World War I started after the assassination of Austria-Hungary’s Archduke Ferdinand and was the result of complicated interlocking alliances between the Balkan States and much of Europe. At the breakout of the war, President Woodrow Wilson declared that the United States would remain a neutral party – a policy that most Americans stood behind.
However, after a German U-boat sank the Lusitania, a British ocean liner, which resulted in the death of more than 100 Americans, the public opinion quickly began to shift. That opinion continued to rapidly change after it was discovered that Germany attempted to form an Alliance with Mexico – forcing President Wilson to ask Congress to declare war against the German empire.
The U.S. would officially enter the war in 1917. Nearly one year later, the first German offensive against American troops would take place in the small French village of Seicheprey. Many of the Americans on the other end of this attack belonged to Connecticut’s 102nd Infantry Regiment. It was a battle that resulted in heavy casualties on both sides but also formed a bond between a small French village and an entire U.S. state.
To celebrate the 100th anniversary of the battle, fifteen Connecticut high school students traveled to Seicheprey to help restore a section of the trenches occupied by Connecticut Soldiers. Working alongside fifteen French students, their goal was to create a historic attraction to help spur tourism in the area.
On November 15, 2019, the students and chaperones from the trip shared their stories and experiences during a presentation at the William A. O’Neill State Armory in Hartford, Connecticut. Each student was honored for their service as a student ambassador on behalf of the state and country by State Senator Paul Formica, Lt. Col. Frank Tantillo, commander of the 102nd Infantry Regiment, and representatives for other state and local officials.
“I want to thank you for being a part of our Regimental history that goes back to 1636 … I’m really proud that we have students who took the time out of their summer to go and literally dig into a piece of our history,” said Tantillo. “I wish I could’ve been there with you; what an experience.”
During the three-week program, the students re-dug trenches using pickaxes, rebuilt the trench walls and bunkers with trees they harvested locally, and uncovered artifacts such as barbed wire, ammunition casings – including fragments from German hand grenades – and uniform buttons.

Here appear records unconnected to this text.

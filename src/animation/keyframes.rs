use crate::foundation::core::{FramePos, FrameSpan};
use crate::foundation::error::{ScrubError, ScrubResult};
use crate::foundation::math::lerp;

/// Static frame ranges for one interactive region.
///
/// The scroll range is scrubbed while the section is pinned; the hover range is a disjoint
/// sub-animation played only after the scroll sequence completed.
#[derive(Clone, Debug, PartialEq, serde::Serialize, serde::Deserialize)]
#[serde(try_from = "KeyFrameSpecDef", into = "KeyFrameSpecDef")]
pub struct KeyFrameSpec {
    region: String,
    scroll: FrameSpan,
    hover: FrameSpan,
}

impl KeyFrameSpec {
    /// Create a validated spec.
    pub fn new(
        region: impl Into<String>,
        scroll_start: f64,
        scroll_end: f64,
        hover_start: f64,
        hover_end: f64,
    ) -> ScrubResult<Self> {
        let region = region.into();
        if region.is_empty() {
            return Err(ScrubError::validation("key frame region id must be non-empty"));
        }
        let scroll = FrameSpan::new(scroll_start, scroll_end).map_err(|e| {
            ScrubError::validation(format!("region '{region}' scroll range: {e}"))
        })?;
        let hover = FrameSpan::new(hover_start, hover_end)
            .map_err(|e| ScrubError::validation(format!("region '{region}' hover range: {e}")))?;
        let disjoint = hover.end < scroll.start || hover.start > scroll.end;
        if !disjoint {
            return Err(ScrubError::validation(format!(
                "region '{region}' hover range [{}, {}] overlaps scroll range [{}, {}]",
                hover.start, hover.end, scroll.start, scroll.end
            )));
        }
        Ok(Self {
            region,
            scroll,
            hover,
        })
    }

    /// Identifier used to locate the region's element on the render surface.
    pub fn region(&self) -> &str {
        &self.region
    }

    /// Frames scrubbed by scroll progress.
    pub fn scroll_span(&self) -> FrameSpan {
        self.scroll
    }

    /// Frames played by the hover timeline.
    pub fn hover_span(&self) -> FrameSpan {
        self.hover
    }

    /// Frame for scroll progress `p`.
    pub fn scroll_frame(&self, p: f64) -> FramePos {
        FramePos(lerp(self.scroll.start, self.scroll.end, p))
    }

    /// Frame for hover timeline progress `q`.
    pub fn hover_frame(&self, q: f64) -> FramePos {
        FramePos(lerp(self.hover.start, self.hover.end, q))
    }

    /// Resting frame restored once a hover animation fully reverses.
    pub fn rest_frame(&self) -> FramePos {
        FramePos(self.scroll.end)
    }
}

#[derive(Clone, Debug, serde::Serialize, serde::Deserialize)]
#[serde(deny_unknown_fields)]
struct KeyFrameSpecDef {
    #[serde(rename = "clipPath", alias = "region")]
    region: String,
    #[serde(rename = "start")]
    scroll_start: f64,
    #[serde(rename = "scrollEnd")]
    scroll_end: f64,
    #[serde(rename = "hoverStart")]
    hover_start: f64,
    #[serde(rename = "hoverEnd")]
    hover_end: f64,
}

impl TryFrom<KeyFrameSpecDef> for KeyFrameSpec {
    type Error = ScrubError;

    fn try_from(def: KeyFrameSpecDef) -> Result<Self, Self::Error> {
        Self::new(
            def.region,
            def.scroll_start,
            def.scroll_end,
            def.hover_start,
            def.hover_end,
        )
    }
}

impl From<KeyFrameSpec> for KeyFrameSpecDef {
    fn from(spec: KeyFrameSpec) -> Self {
        Self {
            region: spec.region,
            scroll_start: spec.scroll.start,
            scroll_end: spec.scroll.end,
            hover_start: spec.hover.start,
            hover_end: spec.hover.end,
        }
    }
}

/// The three tech-stack regions of the marketing page animation.
pub fn default_keyframes() -> Vec<KeyFrameSpec> {
    [
        ("54", 200.0, 249.0),
        ("13", 131.0, 166.0),
        ("482", 290.0, 334.0),
    ]
    .into_iter()
    .filter_map(|(id, hs, he)| KeyFrameSpec::new(id, 0.0, 130.0, hs, he).ok())
    .collect()
}

#[cfg(test)]
#[path = "../../tests/unit/animation/keyframes.rs"]
mod tests;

While the program was designed to teach the students about American and Connecticut military history, it also helped foster growth and create lifelong memories and friendships.
“While most experiences abroad expand one’s own mindset and worldview, our trip to France brought about not only personal growth but state and national growth as well,” said Aaron Cohen, a Ridgefield High School student. “In a project which, on day one, I thought unlikely or impossible, our group restored a trench from World War I: a crucial piece of history, and the missing link between different places across the world from one another. All in all, the trip taught me that reaching back and reconnecting is imperative – after all, you might find friends you didn’t even know existed.”
Prior to traveling overseas, the group of students held three meetings to get to know one another. One of the meetings also paired each student with a family of descendants of a 102nd Soldier to learn more about those who fought in the area they were visiting.
“This trip was something that textbooks can never teach you,” said Lillith Davies-Smith, one of the students who participated in the program. “I was able to learn about the life of a fallen hero and make sure he’s never forgotten.”
In addition to giving new life to the legacy of the Soldiers who fought in this war, the project also aimed to continue and strengthen the friendship between the town of Seicheprey and the state of Connecticut, which has deeper roots than just sharing a common battlefield. After German forces shelled the town in their assault on the 102nd, the citizens of Connecticut raised $5,000 to help restore the water supply during reconstruction efforts. The state also gifted a fountain to the town which still stands today.
Although they’re not sure exactly how much trench they restored, the organizers of the program know they’re not done – rebuilding and educating – and hope to send a second group of students in the summer of 2021.
The Digging Through History program was created by the Connecticut Heritage Foundation on behalf of the Connecticut State Library. To learn more about the program, visit their website: https://ctinworldwar1.org/trenchproject/.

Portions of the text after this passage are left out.